14. The method of claim 13, wherein the request further comprises a second pointer to a second location in the application-specific data repository, the second location for storing the retrieved data elements having the first metadata descriptor.

15. The method of claim 12, further comprising:

identifying data elements, stored in respective locations in the central data repository, having the first metadata descriptor; and

retrieving the identified data elements from respective locations in the central data repository.

16. A machine-accessible medium comprising content, which, when executed by a machine causes the machine to:

enable applications of software stacks in different virtualization partitions to communicate using data elements, each data element including a metadata descriptor having one or more property-value pairs, wherein the content, which, when executed by the machine causes the machine to identify a relationship between a first application and a second application based on a data element provided by each of the first application and the second application.

17. The machine-accessible medium of claim 16, further comprising content, which, when executed by the machine causes the machine to:

perform a memory operation without involving an operating system of at least one of the software stacks.

18. A method comprising:

enabling applications of software stacks of a virtualization environment to communicate without involving at least one operating system of one of the software stacks.

19. The method of claim 18, wherein the enabling comprises enabling the applications to communicate using data elements, each data element including a metadata descriptor having one or more property-value pairs.

20. An apparatus comprising:

a central data repository in which data elements each including a metadata descriptor are stored, the data elements to facilitate communication between applications of software stacks of a virtualization environment.

21. The apparatus of claim 20, wherein the central data repository is managed by a virtual machine monitor of the virtualization environment.

22. A method comprising:

enabling an application of a software stack in a virtualization environment to control one or more parameters of a collaboration space by passing a data element to the collaboration space, the data element comprising a metadata descriptor defining at least one service directive of the collaboration space.

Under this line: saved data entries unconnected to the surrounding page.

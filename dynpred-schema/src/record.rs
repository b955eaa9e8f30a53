//! The `Record` and `Field` traits.
//!
//! [`Record`] marks a type that property paths can start from. [`Field`] is
//! implemented by every type that can appear as a property: the supported
//! scalars, records themselves, and the `Option`, `Box` and `Arc` wrappers.

use std::sync::Arc;

use chrono::{DateTime, NaiveDate, NaiveDateTime, Utc};
use rust_decimal::Decimal;
use smol_str::SmolStr;
use uuid::Uuid;

use crate::schema::{FieldRef, PropertyType, RecordSchema};
use crate::value::{ScalarKind, Value, ValueRef};

/// A record type with a static property schema.
///
/// Usually derived:
///
/// ```rust,ignore
/// #[derive(dynpred::Record)]
/// #[record(rename_all = "PascalCase")]
/// struct Address {
///     city: String,
/// }
/// ```
pub trait Record: 'static {
    /// Get the schema shared by every instance of this type.
    fn schema() -> &'static RecordSchema
    where
        Self: Sized;

    /// Copy every property of this record into a [`Value::Record`].
    fn snapshot(&self) -> Value
    where
        Self: Sized,
    {
        Self::schema().snapshot(self).unwrap_or(Value::Null)
    }
}

/// A type that can be the declared type of a record property.
pub trait Field: 'static {
    /// Whether the property may be absent at runtime.
    const NULLABLE: bool = false;

    /// Get the static type of the property.
    fn property_type() -> PropertyType;

    /// Borrow the current value of the property.
    fn field_ref(&self) -> FieldRef<'_>;
}

macro_rules! scalar_field {
    ($($ty:ty => $kind:ident),* $(,)?) => {
        $(
            impl Field for $ty {
                fn property_type() -> PropertyType {
                    PropertyType::Scalar(ScalarKind::$kind)
                }

                fn field_ref(&self) -> FieldRef<'_> {
                    FieldRef::Scalar(ValueRef::$kind(*self))
                }
            }
        )*
    };
}

scalar_field! {
    bool => Bool,
    i8 => I8,
    i16 => I16,
    i32 => I32,
    i64 => I64,
    u8 => U8,
    u16 => U16,
    u32 => U32,
    u64 => U64,
    f32 => F32,
    f64 => F64,
    Decimal => Decimal,
    NaiveDate => Date,
    NaiveDateTime => DateTime,
    DateTime<Utc> => Timestamp,
    Uuid => Uuid,
}

impl Field for String {
    fn property_type() -> PropertyType {
        PropertyType::Scalar(ScalarKind::Text)
    }

    fn field_ref(&self) -> FieldRef<'_> {
        FieldRef::Scalar(ValueRef::Text(self.as_str()))
    }
}

impl Field for SmolStr {
    fn property_type() -> PropertyType {
        PropertyType::Scalar(ScalarKind::Text)
    }

    fn field_ref(&self) -> FieldRef<'_> {
        FieldRef::Scalar(ValueRef::Text(self.as_str()))
    }
}

impl<T: Field> Field for Option<T> {
    const NULLABLE: bool = true;

    fn property_type() -> PropertyType {
        T::property_type()
    }

    fn field_ref(&self) -> FieldRef<'_> {
        match self {
            Some(value) => value.field_ref(),
            None => FieldRef::Null,
        }
    }
}

impl<T: Field> Field for Box<T> {
    const NULLABLE: bool = T::NULLABLE;

    fn property_type() -> PropertyType {
        T::property_type()
    }

    fn field_ref(&self) -> FieldRef<'_> {
        (**self).field_ref()
    }
}

impl<T: Field> Field for Arc<T> {
    const NULLABLE: bool = T::NULLABLE;

    fn property_type() -> PropertyType {
        T::property_type()
    }

    fn field_ref(&self) -> FieldRef<'_> {
        (**self).field_ref()
    }
}

#[cfg(test)]
mod tests {
    use super::*;

    #[test]
    fn test_scalar_property_types() {
        assert_eq!(i32::property_type(), PropertyType::Scalar(ScalarKind::I32));
        assert_eq!(String::property_type(), PropertyType::Scalar(ScalarKind::Text));
        assert_eq!(
            <DateTime<Utc>>::property_type(),
            PropertyType::Scalar(ScalarKind::Timestamp)
        );
    }

    #[test]
    fn test_option_is_nullable() {
        assert!(!<i32 as Field>::NULLABLE);
        assert!(<Option<i32> as Field>::NULLABLE);
        assert!(<Box<Option<i32>> as Field>::NULLABLE);
    }

    #[test]
    fn test_field_refs() {
        assert!(matches!(
            30i32.field_ref(),
            FieldRef::Scalar(ValueRef::I32(30))
        ));
        assert!(matches!(None::<String>.field_ref(), FieldRef::Null));
        let name = Some(String::from("John"));
        assert!(matches!(
            name.field_ref(),
            FieldRef::Scalar(ValueRef::Text("John"))
        ));
        let boxed = Arc::new(SmolStr::new("Ann"));
        assert!(matches!(
            boxed.field_ref(),
            FieldRef::Scalar(ValueRef::Text("Ann"))
        ));
    }
}
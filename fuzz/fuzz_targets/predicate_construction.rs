//! Fuzz target for predicate construction and evaluation.
//!
//! Generates arbitrary paths, operators and raw values against a small
//! recursive record type to find panics in resolution, coercion or
//! evaluation.
//!
//! Run with:
//! ```bash
//! cargo +nightly fuzz run fuzz_predicate_construction
//! ```

#![no_main]

use arbitrary::Arbitrary;
use dynpred::prelude::*;
use libfuzzer_sys::fuzz_target;

#[derive(Debug, Arbitrary, Record)]
#[record(rename_all = "PascalCase")]
struct Account {
    name: String,
    balance: i64,
    rate: f32,
    active: bool,
    parent: Option<Box<Account>>,
}

/// A fuzzable raw value.
#[derive(Debug, Arbitrary, Clone)]
enum FuzzFilterValue {
    Null,
    Bool(bool),
    Int(i64),
    UInt(u64),
    Float(f64),
    String(String),
}

impl From<FuzzFilterValue> for FilterValue {
    fn from(val: FuzzFilterValue) -> Self {
        match val {
            FuzzFilterValue::Null => FilterValue::Null,
            FuzzFilterValue::Bool(b) => FilterValue::Bool(b),
            FuzzFilterValue::Int(i) => FilterValue::Int(i),
            FuzzFilterValue::UInt(u) => FilterValue::UInt(u),
            FuzzFilterValue::Float(f) => FilterValue::Float(f),
            FuzzFilterValue::String(s) => FilterValue::String(s),
        }
    }
}

#[derive(Debug, Arbitrary)]
struct Input {
    segments: Vec<u8>,
    raw_path: Option<String>,
    op: u8,
    value: FuzzFilterValue,
    short_circuit: bool,
    record: Account,
}

const SEGMENTS: [&str; 6] = ["Name", "Balance", "Rate", "Active", "Parent", "Missing"];

fuzz_target!(|input: Input| {
    let path = match &input.raw_path {
        Some(raw) => raw.clone(),
        None => input
            .segments
            .iter()
            .take(20)
            .map(|i| SEGMENTS[*i as usize % SEGMENTS.len()])
            .collect::<Vec<_>>()
            .join("."),
    };
    let op = FilterOperator::ALL[input.op as usize % FilterOperator::ALL.len()];
    let policy = if input.short_circuit {
        NullPolicy::ShortCircuit
    } else {
        NullPolicy::Propagate
    };
    let builder = PredicateBuilder::with_config(FilterConfig::default().with_null_policy(policy));

    let predicate = match builder.predicate::<Account>(&path, op, input.value.clone()) {
        Ok(predicate) => predicate,
        Err(err) => {
            assert!(!err.is_evaluation_error(), "{err}");
            return;
        }
    };

    let compiled = predicate.clone().compile();
    match (predicate.evaluate(&input.record), compiled.call(&input.record)) {
        (Ok(lhs), Ok(rhs)) => assert_eq!(lhs, rhs),
        (Err(lhs), Err(rhs)) => assert_eq!(lhs, rhs),
        (lhs, rhs) => panic!("one-shot {lhs:?} and compiled {rhs:?} disagree"),
    }

    if op == FilterOperator::Equals {
        if let Ok(negated) = builder.predicate::<Account>(&path, FilterOperator::DoesntEqual, input.value) {
            if let (Ok(eq), Ok(ne)) = (predicate.evaluate(&input.record), negated.evaluate(&input.record)) {
                assert_eq!(eq, !ne);
            }
        }
    }

    if let Ok(getter) = builder.getter::<Account>(&path) {
        let _ = getter.get(&input.record);
    }
});
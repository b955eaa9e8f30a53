//! Fuzz target for `dynpred.toml` parsing.
//!
//! Run with:
//! ```bash
//! cargo +nightly fuzz run fuzz_config_parser
//! ```

#![no_main]

use dynpred_schema::FilterConfig;
use libfuzzer_sys::fuzz_target;

fuzz_target!(|data: &[u8]| {
    if let Ok(input) = std::str::from_utf8(data) {
        if let Ok(config) = FilterConfig::from_str(input) {
            assert!(config.paths.max_depth >= 1);
        }
    }
});
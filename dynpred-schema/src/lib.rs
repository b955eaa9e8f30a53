//! # dynpred-schema
//!
//! Record schema description for dynpred.
//!
//! This crate provides:
//! - The [`Record`] and [`Field`] traits that describe which properties a
//!   record type exposes to dotted property paths
//! - [`RecordSchema`], the per-type table of `(name, type, accessor)` entries
//! - Owned and borrowed scalar values ([`Value`], [`ValueRef`])
//! - Configuration parser for `dynpred.toml` files
//!
//! ## Example
//!
//! ```rust,ignore
//! use dynpred_schema::{FilterConfig, Record};
//!
//! #[derive(dynpred::Record)]
//! #[record(rename_all = "PascalCase")]
//! struct Address {
//!     city: String,
//! }
//!
//! let schema = Address::schema();
//! assert!(schema.property("City").is_some());
//!
//! let config = FilterConfig::from_file("dynpred.toml")?;
//! ```

pub mod config;
pub mod error;
pub mod record;
pub mod schema;
pub mod value;

pub use config::{FilterConfig, NullPolicy};
pub use error::{SchemaError, SchemaResult};
pub use record::{Field, Record};
pub use schema::{
    Accessor, FieldRef, Property, PropertyType, RecordSchema, RecordSchemaBuilder, SchemaFn,
    is_identifier,
};
pub use value::{ScalarKind, Value, ValueRef};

23. The method of claim 22, wherein the at least one service directive comprises a property-value pair.

24. The method of claim 22, wherein the at least one service directive is associated with one or more of the following: an encryption policy, a replication policy, a persistence policy, an eviction policy, and an access control privilege policy.

25. A system comprising:

platform hardware; and

virtualization software that virtualizes the platform hardware to form multiple virtualization partitions of a virtualization environment, each virtualization partition having a software stack comprising an operating system and an application, the virtualization software enabling applications of software stacks in different virtualization partitions to communicate using data elements, each data element including a metadata descriptor having one or more property-value pairs, the enabling comprising identifying a relationship between a first application and a second application based on a data element provided by each of the first application and the second application.

26. The system of claim 25, wherein the virtualization software enables applications of software stacks in different virtualization partitions to communicate without involving an operating system of at least one of the software stacks.

27. The system of claim 25, wherein the virtualization software stores one of the data elements at a location in a central data repository that is indirectly addressable using the metadata descriptor.

28. The system of claim 25, wherein the virtualization software retrieves a data element from a location in a central data repository that is addressable using a metadata descriptor.

29. The system of claim 25, wherein the collaboration space is logically extended to span multiple virtualization environments that are connected using a network.